My heart nearly skyrockets. I try not to smile. “I’ll always have you.” I hope that didn’t come out as desperate as it sounded. “But why? What’s up?”

“Electrician called,” she says, stuffing paint brushes into a mason jar. “It’s going to be at least two more weeks before I can open back up.”

Two more weeks? I get to spend the next two weeks with Zoey? My belly certifiably flips. I feel terrible for her, but so happy for me. I really need to wipe my smile off my face, but I can’t. “Oh shit. That sucks. Did they say why?”

“I don’t know.” She unwraps the plastic wrap from around the acrylic paints. “Something about when it’s rodent related, the state needs to send in additional health inspections, and there’s a backlog. I tried to pay attention but zoned out on the terminology.”

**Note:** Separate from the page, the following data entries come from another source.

// Prevents additional console window on Windows in release
#![cfg_attr(not(debug_assertions), windows_subsystem = "windows")]

// Module declarations
mod assets;
mod extract;
mod gemini;
mod models;
mod paths;
mod pdf;
mod prompts;
mod session;
mod settings;

use log::{error, info, warn};
use serde_json::json;
use std::sync::Mutex;
use tauri::{command, AppHandle, Emitter};

use assets::{audio_sources, restore_audio_tokens};
use extract::clean_generated_code;
use models::{ChatMessage, ChatReply, GenerationState, GenerationStatus, PendingGameRequest};
use paths::DEFAULT_GAME_FILENAME;
use session::GenerationSession;

/// Canned reply when the chat is used before any game exists.
const NO_GAME_MESSAGE: &str =
    "Bạn hãy tạo một trò chơi trước, sau đó tôi sẽ giúp bạn chỉnh sửa nó nhé!";

/// Apologetic reply for failed edit turns; the current game is left as-is.
const CHAT_ERROR_MESSAGE: &str =
    "Xin lỗi, có lỗi xảy ra. Vui lòng kiểm tra lại kết nối mạng hoặc API Key.";

// ============ App State ============

pub struct AppState {
    pub session: Mutex<GenerationSession>,
}

// ============ Generation Commands ============

#[command]
async fn submit_game_request(
    app: AppHandle,
    state: tauri::State<'_, AppState>,
    request: PendingGameRequest,
) -> Result<GenerationState, String> {
    info!(
        "[submit_game_request] age_group={} difficulty={} idea_len={}",
        request.age_group,
        request.difficulty,
        request.idea.len()
    );

    // Credential gate: raised before any network call.
    if settings::load_api_keys()?.is_empty() {
        return Err(settings::MISSING_KEY_MESSAGE.to_string());
    }

    {
        let mut session = state.session.lock().unwrap();
        session.begin(request.clone())?;
    }

    match gemini::consult_game_logic(&request.idea, &request.age_group).await {
        Ok(question) => {
            let (message, current) = {
                let mut session = state.session.lock().unwrap();
                let message = session.await_consultation(&question);
                (message, session.state())
            };
            let _ = app.emit("generation-question", &message);
            Ok(current)
        }
        Err(e) => {
            // Consultation is best-effort: generate directly instead.
            warn!(
                "[submit_game_request] consultation failed, generating directly: {}",
                e
            );
            let (request, clarification) = {
                let mut session = state.session.lock().unwrap();
                session.clarification_failed()?
            };
            run_generation(&app, &state, request, &clarification).await
        }
    }
}

#[command]
async fn reply_consultation(
    app: AppHandle,
    state: tauri::State<'_, AppState>,
    reply: String,
) -> Result<GenerationState, String> {
    info!("[reply_consultation] reply_len={}", reply.len());
    let request = {
        let mut session = state.session.lock().unwrap();
        session.push_user_message(&reply);
        session.resume_with_clarification()?
    };
    run_generation(&app, &state, request, &reply).await
}

async fn run_generation(
    app: &AppHandle,
    state: &tauri::State<'_, AppState>,
    request: PendingGameRequest,
    clarification: &str,
) -> Result<GenerationState, String> {
    let sources = audio_sources(&request.custom_audio);
    let prompt = prompts::build_generation_prompt(
        &request.idea,
        &request.age_group,
        &request.difficulty,
        clarification,
        &sources,
        request.document_text.as_deref(),
    );

    let result = gemini::generate_game_code_stream(&prompt, |partial| {
        {
            let mut session = state.session.lock().unwrap();
            session.stream_progress(partial);
        }
        let _ = app.emit("generation-stream-chunk", json!({ "code": partial }));
    })
    .await;

    match result {
        Ok(raw) => {
            let final_code = restore_audio_tokens(&clean_generated_code(&raw), &request.custom_audio);
            let current = {
                let mut session = state.session.lock().unwrap();
                session.complete(final_code.clone());
                session.state()
            };
            info!("[run_generation] success, {} chars", final_code.len());
            let _ = app.emit("generation-done", json!({ "code": final_code }));
            Ok(current)
        }
        Err(e) => {
            error!("[run_generation] generation failed: {}", e);
            let current = {
                let mut session = state.session.lock().unwrap();
                session.fail(e);
                session.state()
            };
            let _ = app.emit("generation-error", json!({ "error": current.error }));
            Ok(current)
        }
    }
}

#[command]
fn get_generation_state(state: tauri::State<'_, AppState>) -> Result<GenerationState, String> {
    Ok(state.session.lock().unwrap().state())
}

// ============ Chat Commands ============

#[command]
async fn send_chat_message(
    state: tauri::State<'_, AppState>,
    message: String,
) -> Result<ChatReply, String> {
    let (current_code, has_game) = {
        let mut session = state.session.lock().unwrap();
        session.push_user_message(&message);
        let current = session.state();
        let has_game = matches!(
            current.status,
            GenerationStatus::Success | GenerationStatus::Streaming
        );
        (current.code, has_game)
    };

    if !has_game {
        let mut session = state.session.lock().unwrap();
        session.push_model_message(NO_GAME_MESSAGE);
        return Ok(ChatReply {
            text: NO_GAME_MESSAGE.to_string(),
            new_code: None,
        });
    }

    match gemini::send_chat_edit(&current_code, &message).await {
        Ok(reply) => {
            let mut session = state.session.lock().unwrap();
            session.push_model_message(&reply.text);
            if let Some(code) = &reply.new_code {
                session.replace_code(code.clone());
            }
            Ok(reply)
        }
        Err(e) => {
            // The previous artifact stays authoritative.
            warn!("[send_chat_message] edit failed: {}", e);
            let mut session = state.session.lock().unwrap();
            session.push_model_message(CHAT_ERROR_MESSAGE);
            Ok(ChatReply {
                text: CHAT_ERROR_MESSAGE.to_string(),
                new_code: None,
            })
        }
    }
}

#[command]
fn get_chat_history(state: tauri::State<'_, AppState>) -> Result<Vec<ChatMessage>, String> {
    Ok(state.session.lock().unwrap().chat_log())
}

// ============ API Key Commands ============

#[command]
async fn save_api_key(key: String) -> Result<(), String> {
    info!("[save_api_key] saving Gemini API key entry");
    settings::save_api_key_entry(&key)
}

#[command]
async fn get_api_key() -> Result<Option<String>, String> {
    let keys = settings::load_api_keys()?;
    if keys.is_empty() {
        Ok(None)
    } else {
        Ok(Some(settings::serialize_api_keys(&keys)))
    }
}

#[command]
async fn has_api_key() -> Result<bool, String> {
    Ok(!settings::load_api_keys()?.is_empty())
}

// ============ Document & File Commands ============

#[command]
async fn extract_document_text(path: String) -> Result<String, String> {
    info!("[extract_document_text] reading {}", path);
    let bytes = tokio::fs::read(&path)
        .await
        .map_err(|e| format!("Không thể đọc file: {}", e))?;
    pdf::extract_text_from_pdf(&bytes)
}

#[command]
async fn read_audio_as_data_url(path: String) -> Result<String, String> {
    let bytes = tokio::fs::read(&path)
        .await
        .map_err(|e| format!("Không thể đọc file âm thanh: {}", e))?;
    let mime = mime_guess::from_path(&path).first_or_octet_stream();
    let encoded = base64::Engine::encode(&base64::engine::general_purpose::STANDARD, &bytes);
    info!(
        "[read_audio_as_data_url] {} -> {} base64 chars",
        path,
        encoded.len()
    );
    Ok(format!("data:{};base64,{}", mime.essence_str(), encoded))
}

#[command]
async fn save_game_file(path: String, code: String) -> Result<String, String> {
    tokio::fs::write(&path, code)
        .await
        .map_err(|e| format!("Không thể lưu file game: {}", e))?;
    info!("[save_game_file] wrote {}", path);
    Ok(path)
}

#[command]
fn get_default_game_filename() -> String {
    DEFAULT_GAME_FILENAME.to_string()
}

// ============ Misc Commands ============

#[command]
fn log_from_frontend(level: String, message: String) {
    match level.as_str() {
        "error" => error!("[frontend] {}", message),
        "warn" => warn!("[frontend] {}", message),
        _ => info!("[frontend] {}", message),
    }
}

#[command]
fn quit_app() {
    std::process::exit(0);
}

fn main() {
    tauri::Builder::default()
        .manage(AppState {
            session: Mutex::new(GenerationSession::new()),
        })
        .plugin(tauri_plugin_dialog::init())
        .plugin(tauri_plugin_fs::init())
        .plugin(
            tauri_plugin_log::Builder::new()
                .target(tauri_plugin_log::Target::new(
                    tauri_plugin_log::TargetKind::LogDir {
                        file_name: Some("game-studio.log".into()),
                    },
                ))
                .level(log::LevelFilter::Info)
                .build(),
        )
        .invoke_handler(tauri::generate_handler![
            submit_game_request,
            reply_consultation,
            get_generation_state,
            send_chat_message,
            get_chat_history,
            save_api_key,
            get_api_key,
            has_api_key,
            extract_document_text,
            read_audio_as_data_url,
            save_game_file,
            get_default_game_filename,
            log_from_frontend,
            quit_app,
        ])
        .run(tauri::generate_context!())
        .expect("error while running tauri application");
}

Zoey smiles. I swear the more I learn about her, the less I know.

She’s so very nice, probably the nicest person I’ve ever met.

But I realize she never wants anyone to feel bad.

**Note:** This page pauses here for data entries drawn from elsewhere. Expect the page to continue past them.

//! Caller identity types.
//!
//! Every engine operation receives an [`Actor`] describing who is calling.
//! Identity is established by an upstream session layer; the engine trusts
//! the id and role as given and only applies role/ownership gates.

use serde::{Deserialize, Serialize};
use std::fmt;
use std::str::FromStr;

/// Role attached to an authenticated caller.
#[derive(Debug, Clone, Copy, PartialEq, Eq, Hash, Serialize, Deserialize)]
#[serde(rename_all = "snake_case")]
pub enum Role {
	Customer,
	Vendor,
	Driver,
	Admin,
}

impl Role {
	pub fn as_str(&self) -> &'static str {
		match self {
			Role::Customer => "customer",
			Role::Vendor => "vendor",
			Role::Driver => "driver",
			Role::Admin => "admin",
		}
	}
}

impl fmt::Display for Role {
	fn fmt(&self, f: &mut fmt::Formatter<'_>) -> fmt::Result {
		write!(f, "{}", self.as_str())
	}
}

impl FromStr for Role {
	type Err = ();

	fn from_str(s: &str) -> Result<Self, Self::Err> {
		match s {
			"customer" => Ok(Role::Customer),
			"vendor" => Ok(Role::Vendor),
			"driver" => Ok(Role::Driver),
			"admin" => Ok(Role::Admin),
			_ => Err(()),
		}
	}
}

/// An authenticated caller: opaque id plus role.
#[derive(Debug, Clone, PartialEq, Eq, Serialize, Deserialize)]
pub struct Actor {
	pub id: String,
	pub role: Role,
}

impl Actor {
	pub fn new(id: impl Into<String>, role: Role) -> Self {
		Self {
			id: id.into(),
			role,
		}
	}

	pub fn is_admin(&self) -> bool {
		self.role == Role::Admin
	}
}

#[cfg(test)]
mod tests {
	use super::*;

	#[test]
	fn role_parses_wire_names() {
		assert_eq!("driver".parse::<Role>(), Ok(Role::Driver));
		assert_eq!("admin".parse::<Role>(), Ok(Role::Admin));
		assert!("superuser".parse::<Role>().is_err());
		// Header values are matched exactly; no case folding.
		assert!("Driver".parse::<Role>().is_err());
	}
}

This is maybe an admirable trait, maybe not, but it makes it tricky to determine if she’s choking back sobs, or if she’s genuinely okay.

“Damn. That’s a blow, huh? I’m so sorry. ”

The wind picks up, gusting into the space from the cracked window, and a lock of hair swipes across her cheeks.

I want to tuck it for her, let my fingertips linger just a moment on that soft-looking skin, but she reaches out and tucks it behind her ear.

“It really is okay. I didn’t realize how much I needed a break.

Running my own business for all these years, I never stepped away.

Even when Josie and I split, I didn’t take a day off.

For the first time in six years, I’m taking some downtime, and it’s giving me the opportunity to, I guess, re-evaluate a lot of things. ”

She peeks at me from those huge blue eyes behind her glasses, and I want to dig more. Re-evaluate her business? Her former relationship? I swallow… Me? No. I internally shake my head. This whole close-proximity thing is messing with my brain cells. “And then you use your downtime to help me out.”

“But I love this stuff.” She waves to the workbench. “This feels like a vacation.”

I want to hug her, but I keep my hands to myself.

We roll up our sleeves, literally, and get to work.

We crank Alexa high, open water bottles, and dig into the cases of plain ornaments, stencils, glitter spray paint, and acrylic.

Will these items turn into a huge moneymaker?

Most likely not. But for each Christmas tree ornament I paint, my gut unclenches a little.

Not surprisingly, Zoey is an incredible artist. Where I’m using stencils to work out the details, she freehand draws trees and stars.

I take things outside to spray-paint, she adds glitter details to globes, we brainstorm what to do with the cases and cases of mason jars I found in a shed.

Hours pass, and we go back and forth between chatting like we’ve been pent-up for years, and having long bouts of comfortable silence.

What does she do when she goes home at night?

Does she have women she chats with? Based on the conversation that we had about Josie, I assume she’s not really dating, but is there someone else?

I haven’t chatted with anyone on the apps since I met Zoey.

Something about it doesn’t feel right. That chase I looked for before, that need to get laid and temporarily filling something inside me, disappeared after I met Zoey.

Maybe this is what it’s like having a real, true friend.

In between adding another snowflake to the outside of a mason jar, she glances at me. Dammit. She totally caught me staring.

“Are you okay?” she asks.

I don’t know why I’m nervous. We’re friends.

Friends go out and do things all the time.

Zoey is the first friend I have made in years, and I don’t want to screw it up.

I don’t want to keep watching the way her mouth twists as she concentrates, or the way her glasses slip and she pushes them up with the back of her hand, or the way the slope of her pale neck looks as soft as an angel-wing feather.

My hands are so clammy, I’m in danger of the paintbrush slipping right through them to the floor.

“Yep, I’m good,” I say. Come on. Just ask her. Worst-case scenario she’ll say no. I swallow. “Actually… do you have plans next Friday night?”